全量を生酛造り・蔵から採取された協会6号酵母を使用

新政酒造は2015醸造年度(27BY)から全量を天然の乳酸菌を取り入れる「生酛造り」を採用し、酵母はすべて昭和5年(1930年)に同蔵から採取された「協会6号酵母」を使用しています。また、一升瓶を廃止し、全商品すべてが4合瓶の瓶詰めとなっています。
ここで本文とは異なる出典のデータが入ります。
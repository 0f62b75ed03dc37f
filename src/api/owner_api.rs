// ==========================================
// 合同事项台账 - 负责人 API
// ==========================================
// 职责: 负责人名册维护
// 规则:
// - 名称必填，且在名册中唯一（TRIM + 忽略大小写）
// - 仍被事项引用的负责人不可删除
// ==========================================

use crate::api::error::{ApiError, ApiResult};
use crate::domain::owner::OwnerRecord;
use crate::i18n::t;
use crate::repository::{generate_record_id, MatterStore, OwnerStore, RepositoryError, StoredRecord};
use tracing::info;

/// 负责人API
pub struct OwnerApi {
    owners: OwnerStore,
    matters: MatterStore,
}

impl OwnerApi {
    pub fn new(owners: OwnerStore, matters: MatterStore) -> Self {
        Self { owners, matters }
    }

    pub fn list_owners(&self) -> ApiResult<Vec<OwnerRecord>> {
        Ok(self.owners.load()?)
    }

    /// 新建负责人
    ///
    /// # 返回
    /// - Err(InvalidInput): 名称为空
    /// - Err(BusinessRuleViolation): 同名负责人已存在
    pub fn create_owner(&self, name: &str, job_title: &str, function: &str) -> ApiResult<OwnerRecord> {
        let name = required_name(name)?;
        let owner = OwnerRecord {
            id: generate_record_id(),
            name: name.to_string(),
            job_title: job_title.trim().to_string(),
            function: function.trim().to_string(),
        };
        let created = self.owners.create_unique(owner)?;
        info!(owner_id = %created.id, name = %created.name, "负责人已创建");
        Ok(created)
    }

    /// 修改负责人信息
    pub fn update_owner(
        &self,
        id: &str,
        name: &str,
        job_title: &str,
        function: &str,
    ) -> ApiResult<OwnerRecord> {
        let name = required_name(name)?;
        let updated = self.owners.update_unique(id, name, |owner| {
            owner.job_title = job_title.trim().to_string();
            owner.function = function.trim().to_string();
        })?;
        info!(owner_id = %updated.id, "负责人已更新");
        Ok(updated)
    }

    /// 删除负责人（仍被事项 owner 引用时拒绝）
    ///
    /// 引用检查在名册写临界区内进行
    pub fn delete_owner(&self, id: &str) -> ApiResult<OwnerRecord> {
        let matters = &self.matters;
        let removed = self.owners.remove_if(id, |owner| {
            let in_use = matters
                .load()?
                .iter()
                .any(|m| m.owner.as_deref().map(|o| owner.matches_name(o)).unwrap_or(false));
            if in_use {
                return Err(RepositoryError::InUse {
                    entity: OwnerRecord::ENTITY.to_string(),
                    name: owner.name.clone(),
                });
            }
            Ok(())
        })?;
        info!(owner_id = %removed.id, "负责人已删除");
        Ok(removed)
    }
}

fn required_name(name: &str) -> ApiResult<&str> {
    let name = name.trim();
    if name.is_empty() {
        Err(ApiError::InvalidInput(t("owner.name_required")))
    } else {
        Ok(name)
    }
}
// ==========================================
// 合同事项台账 - API 层
// ==========================================
// 职责: 提供业务 API 接口,供 CLI 及外部调用方使用
// ==========================================

pub mod dashboard_api;
pub mod error;
pub mod import_api;
pub mod matter_api;
pub mod owner_api;

// 重导出核心类型
pub use dashboard_api::DashboardApi;
pub use error::{ApiError, ApiResult};
pub use import_api::{ImportApi, ImportApiResponse, ImportRequest};
pub use matter_api::{MatterApi, MatterQuery, FILTER_FIELDS};
pub use owner_api::OwnerApi;
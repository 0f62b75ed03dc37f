// ==========================================
// 合同事项台账 - 数据仓储层
// ==========================================
// 红线: Repository 不含业务逻辑
// ==========================================
// 职责:
// - 记录集合（matters.json / owners.json）整文件原子持久化
// - 导入批次审计（SQLite import_batch 表）
// 约束: 所有查询使用参数化
// ==========================================

pub mod error;
pub mod import_batch_repo;
pub mod matter_repo;
pub mod owner_repo;
pub mod record_store;

// 重导出核心仓储
pub use error::{RepositoryError, RepositoryResult};
pub use import_batch_repo::ImportBatchRepository;
pub use matter_repo::{MatterStore, MATTERS_FILE};
pub use owner_repo::{OwnerStore, OWNERS_FILE};
pub use record_store::{generate_record_id, RecordStore, StoredRecord};
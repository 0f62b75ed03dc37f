// ==========================================
// 合同事项台账 - 表头映射器实现
// ==========================================
// 职责: 原始表头 → 规范字段（同义词精确匹配 + 相似度兜底）
// 规则:
// 1. 归一化: TRIM / 折叠空白 / 小写 / 标点与下划线视为空格
// 2. 精确匹配（含去空格比较）→ confidence = 1.0
// 3. 否则取 Levenshtein 归一化相似度最高者，>= 阈值则接受
// 4. 平局按注册表声明顺序，先声明者胜
// ==========================================

use crate::importer::importer_trait::HeaderMapper;
use crate::importer::schema_registry::{CanonicalField, SchemaRegistry};
use serde::Serialize;
use tracing::debug;

/// 默认相似度阈值
pub const DEFAULT_SIMILARITY_THRESHOLD: f64 = 0.72;

// ==========================================
// MatchResult - 映射结果
// ==========================================
#[derive(Debug, Clone, Copy, PartialEq, Serialize)]
pub struct MatchResult {
    #[serde(serialize_with = "serialize_field_name")]
    pub field: Option<&'static CanonicalField>,
    pub confidence: f64,
}

impl MatchResult {
    pub fn unmapped() -> Self {
        Self {
            field: None,
            confidence: 0.0,
        }
    }

    pub fn field_name(&self) -> Option<&'static str> {
        self.field.map(|f| f.name)
    }

    pub fn is_mapped(&self) -> bool {
        self.field.is_some()
    }
}

fn serialize_field_name<S: serde::Serializer>(
    field: &Option<&'static CanonicalField>,
    serializer: S,
) -> Result<S::Ok, S::Error> {
    match field {
        Some(f) => serializer.serialize_some(f.name),
        None => serializer.serialize_none(),
    }
}

// 预处理后的候选（字段序号, 归一化形式, 去空格形式）
struct Candidate {
    field_idx: usize,
    normalized: String,
    squashed: String,
}

// ==========================================
// FuzzyHeaderMapper
// ==========================================
pub struct FuzzyHeaderMapper {
    registry: SchemaRegistry,
    threshold: f64,
    candidates: Vec<Candidate>,
}

impl FuzzyHeaderMapper {
    pub fn new(registry: SchemaRegistry, threshold: f64) -> Self {
        let mut candidates = Vec::new();
        for (field_idx, field) in registry.fields().iter().enumerate() {
            for label in std::iter::once(field.name).chain(field.synonyms.iter().copied()) {
                let normalized = normalize_header(label);
                let squashed = squash(&normalized);
                candidates.push(Candidate {
                    field_idx,
                    normalized,
                    squashed,
                });
            }
        }

        Self {
            registry,
            threshold,
            candidates,
        }
    }

    pub fn threshold(&self) -> f64 {
        self.threshold
    }
}

impl Default for FuzzyHeaderMapper {
    fn default() -> Self {
        Self::new(SchemaRegistry::matters(), DEFAULT_SIMILARITY_THRESHOLD)
    }
}

impl HeaderMapper for FuzzyHeaderMapper {
    fn map(&self, raw_header: &str) -> MatchResult {
        let normalized = normalize_header(raw_header);
        if normalized.is_empty() {
            return MatchResult::unmapped();
        }
        let squashed = squash(&normalized);
        let fields = self.registry.fields();

        // 精确匹配（候选已按声明顺序排列）
        if let Some(hit) = self
            .candidates
            .iter()
            .find(|c| c.normalized == normalized || c.squashed == squashed)
        {
            return MatchResult {
                field: Some(&fields[hit.field_idx]),
                confidence: 1.0,
            };
        }

        // 相似度兜底：严格大于才替换，保证先声明者胜
        let mut best: Option<(usize, f64)> = None;
        for c in &self.candidates {
            let score = similarity(&normalized, &c.normalized);
            if best.map_or(true, |(_, s)| score > s) {
                best = Some((c.field_idx, score));
            }
        }

        match best {
            Some((idx, score)) if score >= self.threshold => {
                debug!(header = raw_header, field = fields[idx].name, score, "表头模糊匹配");
                MatchResult {
                    field: Some(&fields[idx]),
                    confidence: score,
                }
            }
            _ => {
                debug!(header = raw_header, "表头未映射");
                MatchResult::unmapped()
            }
        }
    }
}

// ==========================================
// 字符串工具
// ==========================================

/// 表头归一化: 小写，非字母数字字符视为分隔，折叠空白
pub fn normalize_header(raw: &str) -> String {
    let spaced: String = raw
        .chars()
        .map(|c| if c.is_alphanumeric() { c } else { ' ' })
        .collect::<String>()
        .to_lowercase();
    spaced.split_whitespace().collect::<Vec<_>>().join(" ")
}

fn squash(normalized: &str) -> String {
    normalized.chars().filter(|c| !c.is_whitespace()).collect()
}

/// 归一化相似度: 1 - 编辑距离 / 较长串长度（按字符计）
pub fn similarity(a: &str, b: &str) -> f64 {
    let a: Vec<char> = a.chars().collect();
    let b: Vec<char> = b.chars().collect();
    let max_len = a.len().max(b.len());
    if max_len == 0 {
        return 1.0;
    }
    1.0 - levenshtein(&a, &b) as f64 / max_len as f64
}

fn levenshtein(a: &[char], b: &[char]) -> usize {
    let mut prev: Vec<usize> = (0..=b.len()).collect();
    let mut curr = vec![0; b.len() + 1];

    for (i, ca) in a.iter().enumerate() {
        curr[0] = i + 1;
        for (j, cb) in b.iter().enumerate() {
            let cost = usize::from(ca != cb);
            curr[j + 1] = (prev[j] + cost).min(prev[j + 1] + 1).min(curr[j] + 1);
        }
        std::mem::swap(&mut prev, &mut curr);
    }

    prev[b.len()]
}
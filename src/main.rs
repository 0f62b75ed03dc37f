// ==========================================
// 合同事项台账 - 命令行入口
// ==========================================
// 子命令: import / list / dashboard / owners / batches / config
// 输出: 结果以 JSON 写入 stdout，日志写入 stderr
// ==========================================

use std::path::PathBuf;

use anyhow::{anyhow, bail, Context, Result};
use clap::{Parser, Subcommand};
use serde::Serialize;

use matter_ledger::api::{ImportRequest, MatterQuery};
use matter_ledger::app::{get_default_data_dir, AppState};
use matter_ledger::logging::{self, LogFormat};
use matter_ledger::MergeMode;

#[derive(Parser)]
#[command(name = "matter-ledger")]
#[command(about = "Import spreadsheets into a canonical matter ledger")]
#[command(version)]
struct Cli {
    /// 数据目录（matters.json / owners.json / matter_ledger.db）
    #[arg(long, global = true, env = "MATTER_LEDGER_DATA_DIR")]
    data_dir: Option<PathBuf>,

    /// 消息语言（zh-CN / en）
    #[arg(long, global = true, default_value = "zh-CN")]
    locale: String,

    /// 以 JSON 行输出日志
    #[arg(long, global = true)]
    log_json: bool,

    #[command(subcommand)]
    command: Commands,
}

#[derive(Subcommand)]
enum Commands {
    /// 导入一个或多个工作簿（.xlsx/.xlsm/.csv）
    Import {
        /// 工作簿路径
        #[arg(required = true)]
        files: Vec<PathBuf>,

        /// 目标工作表
        #[arg(long, short = 's')]
        sheet: Option<String>,

        /// 合并模式（append / replace），缺省取配置
        #[arg(long, short = 'm')]
        mode: Option<MergeMode>,
    },

    /// 列出事项
    List {
        /// 全文检索
        #[arg(long, short = 'q')]
        query: Option<String>,

        /// 字段筛选 field=value，可重复
        #[arg(long = "filter", value_name = "FIELD=VALUE")]
        filters: Vec<String>,
    },

    /// 驾驶舱汇总
    Dashboard,

    /// 负责人名册
    Owners {
        #[command(subcommand)]
        action: Option<OwnerAction>,
    },

    /// 最近的导入批次
    Batches {
        #[arg(long, default_value = "20")]
        limit: usize,
    },

    /// 配置读写
    Config {
        #[command(subcommand)]
        action: ConfigAction,
    },
}

#[derive(Subcommand)]
enum OwnerAction {
    /// 列出负责人
    List,
    /// 新建负责人
    Add {
        name: String,
        #[arg(long, default_value = "")]
        job_title: String,
        #[arg(long, default_value = "")]
        function: String,
    },
    /// 修改负责人
    Rename {
        id: String,
        name: String,
        #[arg(long, default_value = "")]
        job_title: String,
        #[arg(long, default_value = "")]
        function: String,
    },
    /// 删除负责人
    Remove { id: String },
}

#[derive(Subcommand)]
enum ConfigAction {
    /// 读取配置
    Get { key: String },
    /// 写入配置
    Set { key: String, value: String },
    /// 列出全部配置
    List,
}

#[tokio::main]
async fn main() -> Result<()> {
    let cli = Cli::parse();

    logging::init_with_format(if cli.log_json {
        LogFormat::Json
    } else {
        LogFormat::Pretty
    });
    matter_ledger::i18n::set_locale(&cli.locale);

    let data_dir = cli.data_dir.unwrap_or_else(get_default_data_dir);
    tracing::debug!("{} v{}", matter_ledger::APP_NAME, matter_ledger::VERSION);
    let state = AppState::new(&data_dir).map_err(|e| anyhow!(e))?;

    match cli.command {
        Commands::Import { files, sheet, mode } => cmd_import(&state, files, sheet, mode).await,
        Commands::List { query, filters } => {
            let mut q = MatterQuery {
                q: query,
                ..Default::default()
            };
            for raw in filters {
                let (field, value) = raw
                    .split_once('=')
                    .with_context(|| format!("筛选条件格式应为 FIELD=VALUE: {}", raw))?;
                q.filters.insert(field.trim().to_string(), value.to_string());
            }
            print_json(&state.matter_api.list_matters(&q)?)
        }
        Commands::Dashboard => print_json(&state.dashboard_api.get_summary()?),
        Commands::Owners { action } => cmd_owners(&state, action.unwrap_or(OwnerAction::List)),
        Commands::Batches { limit } => print_json(&state.import_api.list_batches(limit).await?),
        Commands::Config { action } => cmd_config(&state, action),
    }
}

async fn cmd_import(
    state: &AppState,
    files: Vec<PathBuf>,
    sheet: Option<String>,
    mode: Option<MergeMode>,
) -> Result<()> {
    if let [file] = files.as_slice() {
        let response = state
            .import_api
            .import_file(file, sheet.as_deref(), mode)
            .await?;
        eprintln!("{}", response.message);
        return print_json(&response);
    }

    // 多个文件: 先读入全部字节，再并发导入
    let mut requests = Vec::with_capacity(files.len());
    for path in &files {
        let bytes = tokio::fs::read(path)
            .await
            .with_context(|| format!("读取文件失败: {}", path.display()))?;
        let file_name = path
            .file_name()
            .map(|n| n.to_string_lossy().to_string())
            .unwrap_or_else(|| path.display().to_string());
        requests.push(ImportRequest {
            file_name,
            bytes,
            sheet_hint: sheet.clone(),
            mode,
        });
    }

    let results = state.import_api.batch_import(requests).await;
    let mut failed = 0;
    for (path, result) in files.iter().zip(results) {
        match result {
            Ok(response) => {
                eprintln!("{}: {}", path.display(), response.message);
                print_json(&response)?;
            }
            Err(e) => {
                failed += 1;
                eprintln!("{}: {}", path.display(), e);
            }
        }
    }
    if failed > 0 {
        bail!("{} 个文件导入失败", failed);
    }
    Ok(())
}

fn cmd_owners(state: &AppState, action: OwnerAction) -> Result<()> {
    let api = &state.owner_api;
    match action {
        OwnerAction::List => print_json(&api.list_owners()?),
        OwnerAction::Add {
            name,
            job_title,
            function,
        } => print_json(&api.create_owner(&name, &job_title, &function)?),
        OwnerAction::Rename {
            id,
            name,
            job_title,
            function,
        } => print_json(&api.update_owner(&id, &name, &job_title, &function)?),
        OwnerAction::Remove { id } => print_json(&api.delete_owner(&id)?),
    }
}

fn cmd_config(state: &AppState, action: ConfigAction) -> Result<()> {
    let config = &state.config_manager;
    match action {
        ConfigAction::Get { key } => {
            // 未写入的已知键返回默认值
            let listed = config.list_global_config().map_err(|e| anyhow!(e.to_string()))?;
            match listed.get(&key) {
                Some(value) => println!("{}", value),
                None => bail!("未知配置键: {}", key),
            }
            Ok(())
        }
        ConfigAction::Set { key, value } => {
            config
                .set_global_config_value(&key, &value)
                .map_err(|e| anyhow!(e.to_string()))?;
            println!("{}={}", key, value);
            Ok(())
        }
        ConfigAction::List => {
            let listed = config.list_global_config().map_err(|e| anyhow!(e.to_string()))?;
            print_json(&listed)
        }
    }
}

fn print_json<T: Serialize>(value: &T) -> Result<()> {
    println!("{}", serde_json::to_string_pretty(value)?);
    Ok(())
}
貴醸酒は、一般的になじみがなく、値段もそれなりにしますが、本商品は貴醸酒の中でも比較的手に入りやすいはずです。

酒を酒で仕込む、贅沢な貴醸酒

まず、貴醸酒とは何かを説明しておきます。日本酒の仕込みは「三段仕込み」が基本であることは日本酒好きな方ならご存知かもしれません。日本酒は酒米・水を合わせて発酵した「醪」を搾ることにより造られます。この醪を作る段階で麹米と蒸米を複数回に分けて加えていく作業は、順に初添え(はつぞえ)、仲添え(なかぞえ)、留添え(とめぞえ)と言われています。最後の留添えは通常、蒸米、麹米、仕込み水を加えますが、貴醸酒はこの留添えで、仕込み水の代わりに日本酒を加えて造られるお酒です。

仕込み水ではなく、アルコール成分のある日本酒を投入するので、糖を分解する前にアルコール度数が高くなり、酵母の働きが弱くなり発酵力が弱まります。そのため糖化の働きが発酵より強くなり、とろりとした甘口の酒が仕上がります。

実は日本酒業界が貴醸酒を誕生させたのは1973年(昭和48年)と歴史は浅いほうです。その翌年、いち早く商品化したのは「華鳩」で知られている広島県の榎酒造でした。しかし、日本酒で酒を仕込む醸造法は平安時代の古典「延喜式(927年)」に記されている造りと同じものだそうで、日本酒の歴史を紡ぎ続けた先人の知恵は素晴らしいものがあります。

ほかの貴醸酒とは一線を画す新政らしい味わい

さて、新政の「陽乃鳥(ひのとり)」です。通常、貴醸酒はかなり熟成させてから出荷されます。20年以上熟成され、紹興酒のような飴色のものもありますが、新政の貴醸酒は、大体1年弱の熟成で出荷されるため、ほかの貴醸酒とは一線を画した味わいです。

今季の陽乃鳥はボトルの裏ラベルに記載されている通り、貴醸酒としては異例の切れ味を感じました。貴醸酒らしい濃醇な甘味も感じるのですが、フルーティーな酸、そして適度なフレッシュさすら感じます。トロピカルフルーツのような印象ながら、新政らしさも残した貴醸酒であり、幅広い層に好まれるタイプでしょう。

やはり、食前、食後酒という呑み方となると思いますが、チョコレートにも合いますし、ベリー系の甘酸っぱいスイーツやフルーツにも合います。北海道のロイズのチョコレートチップスと合わせたところ、非常に良い相性でした。新政らしい、お洒落なボトルと相まって、パーティー酒としてクリスマスやお正月などにも最適です。